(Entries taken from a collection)
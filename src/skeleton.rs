//! Mesh skinning.

use std::collections::BTreeMap;

use cgmath::{Matrix4, SquareMatrix};
use mint;

use animation::{Animation, MovingKind};

/// Index of a [`Bone`] in its [`Skeleton`].
///
/// Bone indices follow insertion order, which is the order vertex bone
/// attributes refer to.
///
/// [`Bone`]: struct.Bone.html
/// [`Skeleton`]: struct.Skeleton.html
#[derive(Clone, Copy, Debug, Eq, Hash, Ord, PartialEq, PartialOrd)]
pub struct BoneId(pub(crate) usize);

impl BoneId {
    /// Position of the bone in the skinning order.
    pub fn index(self) -> usize {
        self.0
    }
}

/// A single bone that forms one component of a [`Skeleton`].
///
/// [`Skeleton`]: struct.Skeleton.html
#[derive(Clone, Debug, PartialEq)]
pub struct Bone {
    name: String,
    offset: Matrix4<f32>,
    final_transformation: Matrix4<f32>,
    parent: Option<BoneId>,
    children: Vec<BoneId>,
}

impl Bone {
    /// Name of the bone, unique in its skeleton.
    pub fn name(&self) -> &str {
        &self.name
    }

    /// Bind-pose transform from mesh space to bone space.
    pub fn offset_matrix(&self) -> Matrix4<f32> {
        self.offset
    }

    /// Skinning transform computed at the last applied animation frame.
    pub fn final_transformation(&self) -> Matrix4<f32> {
        self.final_transformation
    }

    /// Parent bone.
    pub fn parent(&self) -> Option<BoneId> {
        self.parent
    }

    /// Child bones, in the order they were added.
    pub fn children(&self) -> &[BoneId] {
        &self.children
    }
}

/// Contains array of bones.
#[derive(Clone, Debug)]
pub struct Skeleton {
    bones: Vec<Bone>,
    global_inverse: Matrix4<f32>,
    animations: BTreeMap<String, Animation>,
}
animable!(Skeleton);

impl Default for Skeleton {
    fn default() -> Self {
        Skeleton {
            bones: Vec::new(),
            global_inverse: Matrix4::identity(),
            animations: BTreeMap::new(),
        }
    }
}

impl Skeleton {
    /// Creates an empty skeleton with an identity global inverse transform.
    pub fn new() -> Self {
        Skeleton::default()
    }

    /// Appends a bone with the given bind-pose `offset` matrix.
    pub fn add_bone<M>(
        &mut self,
        name: &str,
        offset: M,
    ) -> BoneId
    where
        M: Into<mint::ColumnMatrix4<f32>>,
    {
        let offset: mint::ColumnMatrix4<f32> = offset.into();
        let id = BoneId(self.bones.len());
        self.bones.push(Bone {
            name: name.to_string(),
            offset: Matrix4::from(offset),
            final_transformation: Matrix4::identity(),
            parent: None,
            children: Vec::new(),
        });
        id
    }

    /// Appends `child` to the children of `parent`.
    ///
    /// The hierarchy is not validated: the caller builds a proper tree.
    pub fn add_child(
        &mut self,
        parent: BoneId,
        child: BoneId,
    ) {
        if parent.0 >= self.bones.len() || child.0 >= self.bones.len() {
            return;
        }
        self.bones[parent.0].children.push(child);
        self.bones[child.0].parent = Some(parent);
    }

    /// Returns the bone at `id`.
    pub fn bone(
        &self,
        id: BoneId,
    ) -> Option<&Bone> {
        self.bones.get(id.0)
    }

    /// Looks up a bone by name.
    pub fn bone_by_name(
        &self,
        name: &str,
    ) -> Option<BoneId> {
        self.bones
            .iter()
            .position(|bone| bone.name == name)
            .map(BoneId)
    }

    /// All bones, in skinning order.
    pub fn bones(&self) -> &[Bone] {
        &self.bones
    }

    /// Number of bones.
    pub fn len(&self) -> usize {
        self.bones.len()
    }

    /// Returns `true` if the skeleton has no bone.
    pub fn is_empty(&self) -> bool {
        self.bones.is_empty()
    }

    /// World to bind-space correction applied to every bone.
    pub fn global_inverse_transform(&self) -> Matrix4<f32> {
        self.global_inverse
    }

    /// Sets the world to bind-space correction.
    pub fn set_global_inverse_transform<M>(
        &mut self,
        transform: M,
    ) where
        M: Into<mint::ColumnMatrix4<f32>>,
    {
        let transform: mint::ColumnMatrix4<f32> = transform.into();
        self.global_inverse = Matrix4::from(transform);
    }

    /// Calls `visit` on every descendant of `bone`, in pre-order.
    pub fn traverse_hierarchy<F>(
        &self,
        bone: BoneId,
        mut visit: F,
    ) where
        F: FnMut(BoneId, &Bone),
    {
        let mut stack = match self.bones.get(bone.0) {
            Some(bone) => bone.children.iter().rev().cloned().collect::<Vec<_>>(),
            None => return,
        };
        while let Some(id) = stack.pop() {
            let bone = &self.bones[id.0];
            visit(id, bone);
            stack.extend(bone.children.iter().rev().cloned());
        }
    }

    /// Stores the bone transforms computed by `animation` as the final
    /// transformations of the same-named bones.
    pub fn apply_animation(
        &mut self,
        animation: &Animation,
    ) {
        for (_, id) in animation.iter() {
            let object = match animation.moving_object(id) {
                Some(object) => object,
                None => continue,
            };
            if let MovingKind::Bone(ref binding) = *object.kind() {
                if let (Some(bone), Some(transform)) =
                    (self.bone_by_name(binding.name()), object.bone_transformation())
                {
                    self.bones[bone.0].final_transformation = transform;
                }
            }
        }
    }

    /// Final transformations of all bones, in skinning order.
    pub fn final_transforms(&self) -> Vec<Matrix4<f32>> {
        self.bones.iter().map(|bone| bone.final_transformation).collect()
    }
}

#[cfg(test)]
mod tests {
    use super::*;
    use cgmath::Vector3;

    fn arm() -> (Skeleton, BoneId, BoneId, BoneId, BoneId) {
        let mut skeleton = Skeleton::new();
        let shoulder = skeleton.add_bone("shoulder", Matrix4::identity());
        let elbow = skeleton.add_bone("elbow", Matrix4::identity());
        let wrist = skeleton.add_bone("wrist", Matrix4::identity());
        let thumb = skeleton.add_bone("thumb", Matrix4::identity());
        skeleton.add_child(shoulder, elbow);
        skeleton.add_child(elbow, wrist);
        skeleton.add_child(shoulder, thumb);
        (skeleton, shoulder, elbow, wrist, thumb)
    }

    #[test]
    fn bones_keep_insertion_order() {
        let (skeleton, shoulder, _, wrist, _) = arm();
        let names: Vec<_> = skeleton.bones().iter().map(Bone::name).collect();
        assert_eq!(names, vec!["shoulder", "elbow", "wrist", "thumb"]);
        assert_eq!(skeleton.bone_by_name("wrist"), Some(wrist));
        assert_eq!(skeleton.bone_by_name("knee"), None);
        assert_eq!(skeleton.bone(wrist).unwrap().parent().map(BoneId::index), Some(1));
        assert_eq!(skeleton.bone(shoulder).unwrap().parent(), None);
    }

    #[test]
    fn traverse_is_pre_order() {
        let (skeleton, shoulder, elbow, wrist, thumb) = arm();
        let mut visited = Vec::new();
        skeleton.traverse_hierarchy(shoulder, |id, _| visited.push(id));
        assert_eq!(visited, vec![elbow, wrist, thumb]);
    }

    #[test]
    fn offset_is_stored_as_given() {
        let mut skeleton = Skeleton::new();
        let offset = Matrix4::from_translation(Vector3::new(0.0, 0.0, 1.0));
        let hand = skeleton.add_bone("hand", offset);
        assert_eq!(skeleton.bone(hand).unwrap().offset_matrix(), offset);
        assert_eq!(skeleton.final_transforms(), vec![Matrix4::identity()]);
    }

    #[test]
    fn apply_animation_writes_final_transformations() {
        let mut skeleton = Skeleton::new();
        let hand = skeleton.add_bone("hand", Matrix4::from_translation(Vector3::new(0.0, 0.0, 1.0)));
        let mut animation = Animation::new("lift");
        let moving = animation.add_moving_bone(&skeleton, hand).unwrap();
        *animation
            .moving_object_mut(moving)
            .unwrap()
            .add_translate_key_frame(0.0) = Vector3::new(0.0, 2.0, 0.0);
        animation.play();
        animation.update(0.0);
        skeleton.apply_animation(&animation);

        assert_eq!(
            skeleton.bone(hand).unwrap().final_transformation(),
            Matrix4::from_translation(Vector3::new(0.0, 2.0, 1.0))
        );
    }
}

- **Exercise instructions**
The lines to return are those in the records above that hold the word "cloned".

- **Answer to this problem**
            Some(bone) => bone.children.iter().rev().cloned().collect::<Vec<_>>(),
            stack.extend(bone.children.iter().rev().cloned());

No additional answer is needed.